I’m doing the Top Ten Tuesday meme, which is now hosted by That Artsy Reader Girl, and the theme for 13th February is…it’s a Love Freebie!! I’m going to go with my ten favourite fictional relationships. And I’m going with the idea that platonic love is just as good as romantic, so I’m writing about a couple of my favourite friendships as well.

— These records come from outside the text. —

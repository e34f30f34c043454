//! Client library for the ResellerClub HTTP/JSON API.
//!
//! ```rust,no_run
//! use resellerclub::{ClientConfig, ResellerClient};
//! use resellerclub::loggers::LoggerBuilder;
//!
//! # async fn example() -> Result<(), resellerclub::RcError> {
//! let logger = LoggerBuilder::new("resellerclub").build()?;
//! let client = ResellerClient::new(ClientConfig::new("123456", "secret").with_test_mode(true), logger)?;
//!
//! for d in client.domains().check_availability(&["example"], &["com", "net"]).await? {
//!     println!("{}: {}", d.domain, d.status);
//! }
//! # Ok(())
//! # }
//! ```

pub mod api;
pub mod configs;
pub mod core;
pub mod loggers;
pub mod retrieve;

pub use crate::api::ResellerClient;
pub use crate::configs::{ClientConfig, ConfigManager};
pub use crate::core::error::RcError;
pub use crate::core::flex::{FlexBool, FlexFloat, FlexInt, FlexTime};
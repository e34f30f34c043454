//! Order-id lookup and the contact record shared by order responses.

use super::Domains;
use crate::api::query::Query;
use crate::core::error::RcError;
use crate::core::flex::FlexInt;
use crate::retrieve::Transport;
use reqwest::Method;
use serde::{Deserialize, Serialize};

/// A contact attached to an order (registrant, admin, tech or billing).
#[derive(Debug, Clone, Default, PartialEq, Serialize, Deserialize)]
#[serde(default)]
pub struct OrderContact {
    #[serde(rename = "contactid")]
    pub contact_id: FlexInt,
    #[serde(rename = "customerid")]
    pub customer_id: FlexInt,
    #[serde(rename = "type")]
    pub kind: String,
    #[serde(rename = "contacttype")]
    pub contact_type: Vec<String>,
    #[serde(rename = "contactstatus")]
    pub contact_status: String,
    #[serde(rename = "parentkey")]
    pub parent_key: String,
    pub name: String,
    pub company: String,
    #[serde(rename = "emailaddr")]
    pub email_addr: String,
    pub address1: String,
    pub city: String,
    pub state: String,
    pub zip: String,
    pub country: String,
    #[serde(rename = "telnocc")]
    pub tel_no_cc: String,
    #[serde(rename = "telno")]
    pub tel_no: String,
}

impl<T: Transport> Domains<'_, T> {
    /// Returns the order id of a registered domain name.
    ///
    /// <https://manage.resellerclub.com/kb/answer/763>
    pub async fn get_order_id(&self, domain_name: &str) -> Result<i64, RcError> {
        let path = "/domains/orderid.json";
        if domain_name.is_empty() {
            return self.client.observe(path, Err(RcError::MissingParams("domain-name".into())));
        }

        let mut query = Query::new();
        query.set("domain-name", domain_name);

        self.client.call_int(Method::GET, path, &query).await
    }
}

**There is a spoiler for Malinda Lo’s Adaptation series below – it’s 6 and I’ve whited out, so just highlight the text to read**

  1. Reta and Tom Winters in Unless by Carol Shields – Unless is one of my favourite books of all time anyway (seriously, if you haven’t read, go read it now and then come back. I’ll wait!), and the relationship between Reta and Tom is just brilliantly written. They support one another, even in an incredibly difficult time, and are essentially my vision of a perfect marriage.
  2. Stephen Moran and Antoinette Conway in The Secret Place by Tana French – the Dublin Murder Squad series is one of my standard recs to anyone who asks, and this is my favourite of the series to date (followed closely by The Trespasser because I adore Detective Conway). The way their partnership develops over the course of this book is masterfully managed, and the counterpoint of the deep friendship between the four teenage girls at the heart of the mystery sets it off perfectly.
  3. Thursday Next and Landen Park-Laine in the Thursday Next series by Jasper Fforde – the Thursday Next series is a hilarious reading experience for any bookworm, and the relationship between Thursday and Landen is at the heart of it. They have their ups and downs but ultimately, they’re there for each other always.
  4. Rosemary and Sissix in The Long Way to a Small, Angry Planet by Becky Chambers – this book was one of my highlights of last year, and the relationship between the human Rosemary and the Aandrisk Sissix was part of why I loved it so much. Chambers isn’t afraid to explore the nature of romance between two individuals who experience the universe, affection, and sex in very different ways.
  5. Paula McIntyre and Elinor Blessing in the Tony Hill and Carol Jordan series by Val McDermid – it warms my little queer heart that the healthiest relationship in McDermid’s long-running series is between two women with immensely stressful jobs who, at the end of the day, just want to come home to each other.
  6. This is the one about Adaptation: Reese Holloway, Amber Gray, and David Li in the Adaptation series by Malinda Lo – I did not think that Inheritance was going to go there, but it did. The very existence of this triad is reason enough for celebration, but Lo deals with it so well and it’s just glorious.
  7. Irene and Kai in the Invisible Library series by Genevieve Cogman – my favourite thing about these two is the unexpectedly grown-up way they deal with their attraction to each other. It’s just so refreshing to read something where people manage not to jump each other straight away, because they realise it’s inappropriate for whatever reason.
  8. Achilles and Patroclus in The Song of Achilles by Madeline Miller – this is a beautiful book and does some serious justice to one of the most interesting relationships in mythology. It also gives Patroclus more depth than we really get in the main canon, and it really is just beautiful.
  9. Caidence Harris and Robyn Ward in Playing the Role of Herself by KE Lane – I see more problems with this book these days than when I first read it, but it holds such a spot in my heart as probably one of the first lesbian romance novels I read and I still wish there was a sequel, as I would have loved to see what happened after the end of this book.
  10. Elphaba Thropp and G(a)linda Arduenna Upland in Wicked: The Life and Times of the Wicked Witch of the West by Gregory Maguire – need I say any more?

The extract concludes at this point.